Keyhole: The Keyhole (the keyhole-shaped formation near the center of this image; it looks more like a sea nettle--those horrible stinging jellyfish in the Chesapeake Bay--to me)
is a feature in the Carina Nebula,
a huge, bright diffuse nebula in the constellation Carina, and one of the largest star-forming regions in our galaxy. It is about 8,000 light years from us, while the Keyhole is about 20 light years across.
The bright star just to the right of the Keyhole is the variable star Eta Carinae, an extremely hot and large star, with a mass of at least 100 times that of our Sun (making it one of the most
massive stars in our galaxy), surrounded by the Homunculus Nebula (a small, bright bubble--not visible at this scale--hidden by the glow of the star in this image).
There are a number of bright, young star clusters associated with the Carina Nebula; the bright bluish stars (magenta in the Hubble-palette version) in this field are some of those.

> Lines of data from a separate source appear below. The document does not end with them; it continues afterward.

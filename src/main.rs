use std::sync::Arc;

use star_practice::cli::{Args, Command, parse_window};
use star_practice::clock::{Clock, FixedClock, SystemClock};
use star_practice::dashboard::{build_dashboard, render};
use star_practice::practice;
use star_practice::seed;
use star_practice::store_factory::{StoreConfig, StoreFactory};

fn main() -> Result<(), Box<dyn std::error::Error>> {
    env_logger::init();

    let args = Args::parse_args();
    if args.no_color {
        colored::control::set_override(false);
    }

    let clock: Arc<dyn Clock> = match args.validate_override_date()? {
        Some(date) => Arc::new(FixedClock::from_date(date)),
        None => Arc::new(SystemClock),
    };

    let config = StoreConfig {
        is_test_mode: args.test,
        custom_path: args.db_path.as_ref().map(|p| p.display().to_string()),
    };
    let store = StoreFactory::create(config, clock.clone())?;

    match args.command {
        Command::Dashboard { child, window } => {
            let window = parse_window(&window)?;
            let report = build_dashboard(&store, clock.as_ref(), child, window)?;
            print!("{}", render(&report));
        }
        Command::Practice { child, level, limit } => {
            practice::run(&store, child, level, limit)?;
        }
        Command::Seed => {
            let counts = seed::load_demo_data(&store, clock.as_ref())?;
            println!(
                "Seeded {} children, {} levels, {} questions, {} activities.",
                counts.children, counts.levels, counts.questions, counts.activities
            );
        }
    }

    Ok(())
}
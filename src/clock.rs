use chrono::{DateTime, NaiveDate, NaiveTime, Utc};

/// Source of "now" for everything that stamps or compares timestamps.
/// Injectable so tests and the `--override-date` flag can pin the date.
pub trait Clock: Send + Sync {
    fn now(&self) -> DateTime<Utc>;
}

/// Default clock backed by the system time.
pub struct SystemClock;

impl Clock for SystemClock {
    fn now(&self) -> DateTime<Utc> {
        Utc::now()
    }
}

/// Clock pinned to a single instant.
pub struct FixedClock {
    instant: DateTime<Utc>,
}

impl FixedClock {
    pub fn new(instant: DateTime<Utc>) -> Self {
        Self { instant }
    }

    /// Pin the clock to noon UTC on the given date. Noon keeps the
    /// calendar day stable under small offsets in either direction.
    pub fn from_date(date: NaiveDate) -> Self {
        let noon = NaiveTime::from_hms_opt(12, 0, 0).unwrap_or(NaiveTime::MIN);
        Self {
            instant: DateTime::from_naive_utc_and_offset(date.and_time(noon), Utc),
        }
    }
}

impl Clock for FixedClock {
    fn now(&self) -> DateTime<Utc> {
        self.instant
    }
}
use chrono::{DateTime, Utc};

#[derive(Debug, Clone, Copy, PartialEq, Eq, Hash)]
pub enum Subject {
    Math,
    Reading,
}

impl Subject {
    pub fn as_str(&self) -> &str {
        match self {
            Subject::Math => "math",
            Subject::Reading => "reading",
        }
    }

    pub fn from_str(s: &str) -> Option<Self> {
        match s {
            "math" => Some(Subject::Math),
            "reading" => Some(Subject::Reading),
            _ => None,
        }
    }
}

#[derive(Debug, Clone, Copy, PartialEq, Eq)]
pub enum Difficulty {
    Easy,
    Medium,
    Hard,
}

impl Difficulty {
    pub fn as_str(&self) -> &str {
        match self {
            Difficulty::Easy => "easy",
            Difficulty::Medium => "medium",
            Difficulty::Hard => "hard",
        }
    }

    pub fn from_str(s: &str) -> Option<Self> {
        match s {
            "easy" => Some(Difficulty::Easy),
            "medium" => Some(Difficulty::Medium),
            "hard" => Some(Difficulty::Hard),
            _ => None,
        }
    }
}

/// A child profile. `current_level` and `total_stars` are mutated as
/// sessions complete; the profile itself is managed from the parent CLI.
#[derive(Debug, Clone, PartialEq)]
pub struct Child {
    pub id: i64,
    pub name: String,
    pub age: i32,
    pub avatar_id: String,
    pub current_level: i32,
    pub total_stars: i32,
}

/// One practice level. `order_index` ascending is the canonical level
/// sequence; a locked level opens once the child has `required_stars`.
#[derive(Debug, Clone, PartialEq)]
pub struct Level {
    pub id: i64,
    pub subject: Subject,
    pub difficulty: Difficulty,
    pub kind: String,
    pub order_index: i32,
    pub is_locked: bool,
    pub required_stars: i32,
}

/// A multiple-choice question. `options` is ordered and contains the
/// correct answer.
#[derive(Debug, Clone, PartialEq)]
pub struct Question {
    pub id: i64,
    pub level_id: i64,
    pub subject: Subject,
    pub kind: String,
    pub prompt: String,
    pub correct_answer: String,
    pub description: Option<String>,
    pub image: Option<String>,
    pub options: Vec<String>,
}

/// Fields for creating a question together with its option set.
#[derive(Debug, Clone)]
pub struct NewQuestion {
    pub level_id: i64,
    pub subject: Subject,
    pub kind: String,
    pub prompt: String,
    pub correct_answer: String,
    pub description: Option<String>,
    pub image: Option<String>,
    pub options: Vec<String>,
}

/// One completed question-session attempt.
/// Invariant: `0 <= correct_answers <= total_questions`; an activity
/// with `total_questions == 0` carries no accuracy.
#[derive(Debug, Clone, PartialEq)]
pub struct Activity {
    pub id: i64,
    pub child_id: i64,
    pub level_id: i64,
    pub completed_at: DateTime<Utc>,
    pub stars_earned: i32,
    pub correct_answers: i32,
    pub total_questions: i32,
    pub time_spent_seconds: i64,
}

/// Fields for creating an activity. `completed_at` defaults to the
/// store clock when `None`.
#[derive(Debug, Clone)]
pub struct NewActivity {
    pub child_id: i64,
    pub level_id: i64,
    pub completed_at: Option<DateTime<Utc>>,
    pub stars_earned: i32,
    pub correct_answers: i32,
    pub total_questions: i32,
    pub time_spent_seconds: i64,
}

/// A child's mastery of one skill area within one subject.
/// At most one record per `(child_id, subject, skill_area)`.
#[derive(Debug, Clone, PartialEq)]
pub struct Progress {
    pub id: i64,
    pub child_id: i64,
    pub subject: Subject,
    pub skill_area: String,
    pub mastery_level: f64,
    pub practice_count: i32,
    pub last_practiced_at: DateTime<Utc>,
}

Also of note (at least in the whimsical world), the little globule just above the top of the Keyhole (best seen in the full-resolution version) has been given its own name informally, "The Finger of God," or "God's Birdie." This Hubble photo is even clearer than mine (imagine that!) in showing why this little globule has acquired that moniker. This "little globule" is about 2 light years across.
The field is presented here in three versions: a false-color version using the "Hubble palette"; a more standard true-color version, and a grayscale version constructed from a blend of the narrowband data (click on the image to toggle between the three versions, waiting long enough for large files to download).

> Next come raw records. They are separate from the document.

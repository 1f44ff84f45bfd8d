use std::fmt::Write;

use colored::Colorize;
use log::warn;
use rusqlite::Result;

use crate::analytics::{
    ActivitySummary, DayBucket, SkillRankings, TimeWindow, WEEK_WINDOW_DAYS, bucket_by_day,
    filter_by_window, rank_skills, summarize,
};
use crate::clock::Clock;
use crate::records::{Child, Progress};
use crate::store::Store;

/// Everything the parent dashboard shows for one child.
#[derive(Debug, Clone)]
pub struct DashboardReport {
    pub child: Child,
    pub window: TimeWindow,
    pub summary: ActivitySummary,
    pub today_minutes: i64,
    pub weekly: Vec<DayBucket>,
    pub rankings: SkillRankings,
}

/// Assembles the dashboard from the store. The child must exist; a
/// store failure while loading activities or progress degrades to an
/// empty collection (logged, never propagated) so the dashboard still
/// renders a zeroed view.
pub fn build_dashboard(
    store: &Store,
    clock: &dyn Clock,
    child_id: i64,
    window: TimeWindow,
) -> Result<DashboardReport> {
    let child = store
        .get_child(child_id)?
        .ok_or(rusqlite::Error::QueryReturnedNoRows)?;

    let activities = store.activities_for_child(child_id).unwrap_or_else(|e| {
        warn!("Could not load activities for child {}: {}", child_id, e);
        Vec::new()
    });
    let progress = store.progress_for_child(child_id).unwrap_or_else(|e| {
        warn!("Could not load progress for child {}: {}", child_id, e);
        Vec::new()
    });

    let now = clock.now();
    let weekly = bucket_by_day(&activities, now, WEEK_WINDOW_DAYS);
    let summary = summarize(&filter_by_window(&activities, window, now));
    let today_seconds: i64 = filter_by_window(&activities, TimeWindow::Today, now)
        .iter()
        .map(|a| a.time_spent_seconds)
        .sum();
    let rankings = rank_skills(&progress);

    Ok(DashboardReport {
        child,
        window,
        summary,
        today_minutes: minutes(today_seconds),
        weekly,
        rankings,
    })
}

/// Renders the report for the terminal.
pub fn render(report: &DashboardReport) -> String {
    let mut output = String::new();
    let child = &report.child;

    let _ = writeln!(
        output,
        "{}",
        format!("Progress Dashboard for {} (age {})", child.name, child.age).bold()
    );
    let _ = writeln!(
        output,
        "Level {} | {} total stars",
        child.current_level, child.total_stars
    );
    let _ = writeln!(output);

    let _ = writeln!(output, "{}", "Weekly activity".bold());
    for bucket in &report.weekly {
        let _ = writeln!(
            output,
            "  {}: {} stars, {} min",
            bucket.label,
            bucket.stars_sum,
            minutes(bucket.time_spent_sum)
        );
    }
    let _ = writeln!(output);

    let _ = writeln!(output, "{}", window_title(report.window).bold());
    let _ = writeln!(output, "  Activities completed: {}", report.summary.count);
    let _ = writeln!(
        output,
        "  Learning time: {} min",
        minutes(report.summary.total_time_seconds)
    );
    let _ = writeln!(output, "  Stars earned: {}", report.summary.total_stars);
    let _ = writeln!(
        output,
        "  Average accuracy: {}%",
        report.summary.average_accuracy_percent
    );
    let _ = writeln!(output);

    if report.today_minutes > 0 {
        let _ = writeln!(
            output,
            "{}",
            format!(
                "Great job today! {} practiced for {} minute(s).",
                child.name, report.today_minutes
            )
            .green()
        );
        let _ = writeln!(output);
    }

    let _ = writeln!(output, "{}", "Strengths".green().bold());
    write_skills(&mut output, &report.rankings.strengths);
    let _ = writeln!(output);

    let _ = writeln!(output, "{}", "Areas to focus on".yellow().bold());
    write_skills(&mut output, &report.rankings.weaknesses);

    output
}

fn write_skills(output: &mut String, skills: &[Progress]) {
    if skills.is_empty() {
        let _ = writeln!(output, "  No skills practiced yet.");
        return;
    }
    for skill in skills {
        let _ = writeln!(
            output,
            "  {} ({}): {:.0}%",
            skill.skill_area,
            skill.subject.as_str(),
            skill.mastery_level
        );
    }
}

fn window_title(window: TimeWindow) -> &'static str {
    match window {
        TimeWindow::Today => "Today",
        TimeWindow::Week => "This week",
        TimeWindow::Month => "This month",
        TimeWindow::All => "All time",
    }
}

fn minutes(seconds: i64) -> i64 {
    (seconds as f64 / 60.0).round() as i64
}

#[cfg(test)]
mod tests {
    use super::*;
    use std::sync::Arc;

    use chrono::NaiveDate;

    use crate::clock::FixedClock;
    use crate::records::{NewActivity, Subject};

    fn fixed_clock() -> FixedClock {
        // Saturday
        FixedClock::from_date(NaiveDate::from_ymd_opt(2025, 3, 15).unwrap())
    }

    fn create_test_store() -> Store {
        Store::with_clock(":memory:", Arc::new(fixed_clock())).expect("Failed to create test store")
    }

    fn seed_activity(store: &Store, child_id: i64, days_back: i64, stars: i32, seconds: i64) {
        let completed = fixed_clock().now() - chrono::Duration::days(days_back);
        store
            .create_activity(&NewActivity {
                child_id,
                level_id: 1,
                completed_at: Some(completed),
                stars_earned: stars,
                correct_answers: 8,
                total_questions: 10,
                time_spent_seconds: seconds,
            })
            .unwrap();
    }

    #[test]
    fn test_build_dashboard_missing_child_is_an_error() {
        let store = create_test_store();
        let clock = fixed_clock();
        assert!(build_dashboard(&store, &clock, 42, TimeWindow::Week).is_err());
    }

    #[test]
    fn test_build_dashboard_empty_store_zeroed_view() {
        let store = create_test_store();
        let child_id = store.create_child("Mia", 7, "fox").unwrap();
        let clock = fixed_clock();

        let report = build_dashboard(&store, &clock, child_id, TimeWindow::Week).unwrap();

        assert_eq!(report.weekly.len(), 7);
        assert!(report.weekly.iter().all(|b| b.stars_sum == 0));
        assert_eq!(report.summary.count, 0);
        assert_eq!(report.summary.average_accuracy_percent, 0);
        assert_eq!(report.today_minutes, 0);
        assert!(report.rankings.strengths.is_empty());
    }

    #[test]
    fn test_build_dashboard_aggregates_for_window() {
        let store = create_test_store();
        let child_id = store.create_child("Mia", 7, "fox").unwrap();
        seed_activity(&store, child_id, 0, 3, 300);
        seed_activity(&store, child_id, 2, 2, 240);
        seed_activity(&store, child_id, 10, 1, 600);
        let clock = fixed_clock();

        let report = build_dashboard(&store, &clock, child_id, TimeWindow::Week).unwrap();

        assert_eq!(report.summary.count, 2);
        assert_eq!(report.summary.total_stars, 5);
        assert_eq!(report.summary.total_time_seconds, 540);
        assert_eq!(report.today_minutes, 5);

        let chart_stars: i64 = report.weekly.iter().map(|b| b.stars_sum).sum();
        assert_eq!(chart_stars, 5);

        let all = build_dashboard(&store, &clock, child_id, TimeWindow::All).unwrap();
        assert_eq!(all.summary.count, 3);
        assert_eq!(all.summary.total_stars, 6);
    }

    #[test]
    fn test_build_dashboard_ranks_progress() {
        let store = create_test_store();
        let child_id = store.create_child("Mia", 7, "fox").unwrap();
        store
            .create_progress(child_id, Subject::Math, "addition", 90.0)
            .unwrap();
        store
            .create_progress(child_id, Subject::Math, "subtraction", 40.0)
            .unwrap();
        store
            .create_progress(child_id, Subject::Reading, "phonics", 70.0)
            .unwrap();
        let clock = fixed_clock();

        let report = build_dashboard(&store, &clock, child_id, TimeWindow::All).unwrap();

        assert_eq!(report.rankings.strengths[0].skill_area, "addition");
        assert_eq!(report.rankings.weaknesses[0].skill_area, "subtraction");
    }

    #[test]
    fn test_render_empty_dashboard() {
        colored::control::set_override(false);
        let store = create_test_store();
        let child_id = store.create_child("Mia", 7, "fox").unwrap();
        let clock = fixed_clock();

        let report = build_dashboard(&store, &clock, child_id, TimeWindow::Week).unwrap();
        let output = render(&report);

        insta::assert_snapshot!(output, @r"
Progress Dashboard for Mia (age 7)
Level 1 | 0 total stars

Weekly activity
  Sun: 0 stars, 0 min
  Mon: 0 stars, 0 min
  Tue: 0 stars, 0 min
  Wed: 0 stars, 0 min
  Thu: 0 stars, 0 min
  Fri: 0 stars, 0 min
  Sat: 0 stars, 0 min

This week
  Activities completed: 0
  Learning time: 0 min
  Stars earned: 0
  Average accuracy: 0%

Strengths
  No skills practiced yet.

Areas to focus on
  No skills practiced yet.
");
    }

    #[test]
    fn test_render_mentions_today_practice() {
        colored::control::set_override(false);
        let store = create_test_store();
        let child_id = store.create_child("Mia", 7, "fox").unwrap();
        seed_activity(&store, child_id, 0, 3, 300);
        let clock = fixed_clock();

        let report = build_dashboard(&store, &clock, child_id, TimeWindow::Week).unwrap();
        let output = render(&report);

        assert!(output.contains("Great job today! Mia practiced for 5 minute(s)."));
        assert!(output.contains("  Sat: 3 stars, 5 min"));
        assert!(output.contains("Average accuracy: 80%"));
    }
}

The Hubble site explains its use of the "Hubble palette": "The final image depicts red light from hydrogen atoms as green, red light from sulfur ions (sulfur atoms with one electron removed) as red, and green light from doubly-ionized oxygen (oxygen atoms with two electrons missing) as blue. These color reassignments enhance the level of detail visible in the image, because otherwise the red light from hydrogen and that from sulfur would be hard to tell apart. In the final [Hubble palette] image, the blue-green haze indicates light from hydrogen and oxygen." In comparing the two color images I present, there's a lot more structure detail to be seen in the Hubble palette version than in the (relatively monochromatic) "true-color" version, in large part because the sulfur emissions are differentiated from the hydrogen emissions in the Hubble palette version.
The mix of bluish and reddish hues in the "true-color" version, and the dominance of the greenigh and bluish in the Hubble palette version, both show how much of the light being emitted in this frame is being emitted by hydrogen and oxygen atoms.